19,04,560/- to the Appellants instead of restricting the compensation to Rs. 14,00,000/- only. 8. Since no appeal has been filed by the second respondent, Insurance Company, the findings of the tribunal have also become final. 9. In the result the appeal is allowed as prayed for by modifying the Award amount from Rs. 14,00,000/- to Rs. 19,04,560/-. However there shall be no order as to costs. 10. It is brought to the notice of this Court that the Award amount has already been deposited by the second respondent, before the Tribunal. Therefore, the second respondent is directed to deposit the enhanced amount of Rs. 5,40,560/- along with interest at the rate of 7.5% per annum from the date of claim, till the date of realisation to the credit of M.C.O.P.No.525 of 2007, within a period of four weeks from the date of receipt of copy of this order.
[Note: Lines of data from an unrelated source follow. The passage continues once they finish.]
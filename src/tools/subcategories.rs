//! Subcategory links on a category's main page.

use crate::catalog::SubcategoryHints;
use crate::pipeline::{dom, product_url};
use scraper::{Html, Selector};
use std::collections::HashSet;
use url::Url;

const LISTING_MARKER: &str = "/cn/";

#[derive(Debug, Clone, PartialEq, Eq)]
pub struct Subcategory {
    pub name: String,
    pub url: String,
}

/// Normalize URL for deduplication (drop fragment and trailing slash).
fn normalize_url(url: &Url) -> String {
    let mut parsed = url.clone();
    parsed.set_fragment(None);
    let mut result = parsed.to_string();
    if result.ends_with('/') && result.len() > 1 {
        result.pop();
    }
    result.to_lowercase()
}

fn bare_host(host: &str) -> &str {
    host.strip_prefix("www.").unwrap_or(host)
}

/// Same storefront, with or without `www.`.
fn same_storefront(link: &Url, page: &Url) -> bool {
    match (link.host_str(), page.host_str()) {
        (Some(a), Some(b)) => bare_host(a) == bare_host(b),
        _ => false,
    }
}

/// The listing's own path segment (the one before `cid`), else the last segment.
fn name_from_url(url: &Url) -> Option<String> {
    let segments: Vec<&str> = url
        .path_segments()
        .map(|s| s.filter(|seg| !seg.is_empty()).collect())
        .unwrap_or_default();
    let named = segments
        .iter()
        .position(|seg| *seg == "cid")
        .and_then(|i| i.checked_sub(1))
        .and_then(|i| segments.get(i))
        .or_else(|| segments.last())?;
    product_url::title_from_slug(named)
}

fn is_excluded(hints: &SubcategoryHints, combined: &str) -> bool {
    hints.excluded.iter().any(|keyword| {
        combined.contains(keyword.as_str())
            && !hints.exceptions.iter().any(|ex| ex.excuses(keyword, combined))
    })
}

/// Links on `html` that lead to subcategory listings, in page order.
///
/// A link qualifies when it stays on the storefront, mentions a subcategory
/// keyword, carries no excluded keyword, and either its text names a keyword
/// or it is a listing URL with a category path token. Product pages and the
/// page itself never qualify.
pub fn discover_subcategories(html: &str, page_url: &str, hints: &SubcategoryHints) -> Vec<Subcategory> {
    let Ok(page) = Url::parse(page_url) else {
        return Vec::new();
    };
    let Ok(selector) = Selector::parse("a[href]") else {
        return Vec::new();
    };
    let document = Html::parse_document(html);
    let page_key = normalize_url(&page);

    let mut seen = HashSet::new();
    let mut found = Vec::new();

    for link in document.select(&selector) {
        let Some(raw) = dom::attr(link, "href") else {
            continue;
        };
        let Ok(url) = Url::parse(&dom::resolve_url(Some(&page), raw)) else {
            continue;
        };
        if !matches!(url.scheme(), "http" | "https") || !same_storefront(&url, &page) {
            continue;
        }

        let lower_url = url.as_str().to_lowercase();
        if lower_url.contains(product_url::SLUG_MARKER) {
            continue;
        }
        let key = normalize_url(&url);
        if key == page_key {
            continue;
        }

        let text = dom::inline_text(link);
        let lower_text = text.to_lowercase();
        let in_text = hints.keywords.iter().any(|k| lower_text.contains(k.as_str()));
        let in_url = hints.keywords.iter().any(|k| lower_url.contains(k.as_str()));
        if !in_text && !in_url {
            continue;
        }

        let combined = format!("{} {}", lower_text, lower_url);
        if is_excluded(hints, &combined) {
            continue;
        }

        let listing_match = lower_url.contains(LISTING_MARKER)
            && hints.path_tokens.iter().any(|t| lower_url.contains(t.as_str()));
        if !in_text && !listing_match {
            continue;
        }

        if !seen.insert(key) {
            continue;
        }

        let name = if text.is_empty() {
            name_from_url(&url).unwrap_or_else(|| url.to_string())
        } else {
            text
        };
        found.push(Subcategory {
            name,
            url: url.to_string(),
        });
    }

    found
}

#[cfg(test)]
mod tests {
    use super::*;
    use crate::catalog::Catalog;

    const PAGE: &str = "https://www.zepto.com/cn/cold-drinks-juices/cold-drinks-juices/cid/947a/scid/7dce";

    fn drinks_hints() -> SubcategoryHints {
        Catalog::builtin()
            .get("cold-drinks-juices")
            .unwrap()
            .subcategories
            .clone()
    }

    #[test]
    fn finds_listing_links_in_page_order() {
        let html = r#"<html><body><nav>
            <a href="/cn/cold-drinks-juices/soft-drinks/cid/947a/scid/aa01">Soft Drinks</a>
            <a href="/cn/cold-drinks-juices/fruit-juices/cid/947a/scid/aa02"><span>Fruit</span> <span>Juices</span></a>
            <a href="https://zepto.com/cn/cold-drinks-juices/energy-drinks/cid/947a/scid/aa03"><img src="x.png"></a>
            <a href="/cn/cold-drinks-juices/soft-drinks/cid/947a/scid/aa01#top">Soft Drinks again</a>
        </nav></body></html>"#;

        let subs = discover_subcategories(html, PAGE, &drinks_hints());
        let names: Vec<&str> = subs.iter().map(|s| s.name.as_str()).collect();
        assert_eq!(names, vec!["Soft Drinks", "Fruit Juices", "Energy Drinks"]);
        assert_eq!(
            subs[0].url,
            "https://www.zepto.com/cn/cold-drinks-juices/soft-drinks/cid/947a/scid/aa01"
        );
    }

    #[test]
    fn skips_products_self_foreign_and_excluded_links() {
        let html = format!(
            r#"<html><body>
            <a href="{PAGE}">Cold Drinks &amp; Juices</a>
            <a href="/pn/coca-cola-soft-drink/pvid/1">Coca Cola Soft Drink</a>
            <a href="https://example.com/cn/soft-drinks">Soft Drinks elsewhere</a>
            <a href="/cn/biscuits/cid/1/scid/2">Biscuits &amp; Soda Crackers</a>
            <a href="/cn/ice-cream/cid/3/scid/4">Ice Cream Drinks</a>
            <a href="mailto:help@zepto.com">Water help</a>
            </body></html>"#
        );
        assert!(discover_subcategories(&html, PAGE, &drinks_hints()).is_empty());
    }

    #[test]
    fn url_keyword_needs_a_listing_path_token() {
        let html = r#"<html><body>
            <a href="/offers/water-deals">See all</a>
            <a href="/cn/cold-drinks-juices/water/cid/947a/scid/aa09">See all</a>
        </body></html>"#;
        let subs = discover_subcategories(html, PAGE, &drinks_hints());
        assert_eq!(subs.len(), 1);
        assert!(subs[0].url.contains("/water/"));
    }

    #[test]
    fn peanut_butter_links_survive_the_butter_exclusion() {
        let mut hints = SubcategoryHints {
            keywords: vec!["peanut butter".into(), "spread".into()],
            excluded: vec!["butter".into()],
            ..SubcategoryHints::default()
        };
        hints
            .exceptions
            .push(crate::pipeline::classify::KeywordException::new("butter", &["peanut butter"]));
        let html = r#"<html><body>
            <a href="/cn/breakfast/peanut-butter/cid/1/scid/2">Peanut Butter</a>
            <a href="/cn/dairy/butter/cid/3/scid/4">Butter &amp; Spreads</a>
        </body></html>"#;
        let subs = discover_subcategories(html, "https://www.zepto.com/cn/breakfast/cid/1", &hints);
        assert_eq!(subs.len(), 1);
        assert_eq!(subs[0].name, "Peanut Butter");
    }

    #[test]
    fn url_names_prefer_the_listing_segment() {
        let url = Url::parse("https://www.zepto.com/cn/drinks/soft-drinks/cid/1/scid/2").unwrap();
        assert_eq!(name_from_url(&url).as_deref(), Some("Soft Drinks"));
        let url = Url::parse("https://www.zepto.com/cn/drinks/soft-drinks").unwrap();
        assert_eq!(name_from_url(&url).as_deref(), Some("Soft Drinks"));
    }
}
On such deposit being made, the Appellants 1 to 3 are permitted to withdraw their respective shares by filing an appropriate application. Insofar as the minor Appellant Nos.4 to 6 are concerned, their respective shares shall be deposited in any one of the Nationalised Banks till they attain majority and the 1st Appellant/mother of the minors is permitted to withdraw the interest accrued once in six months.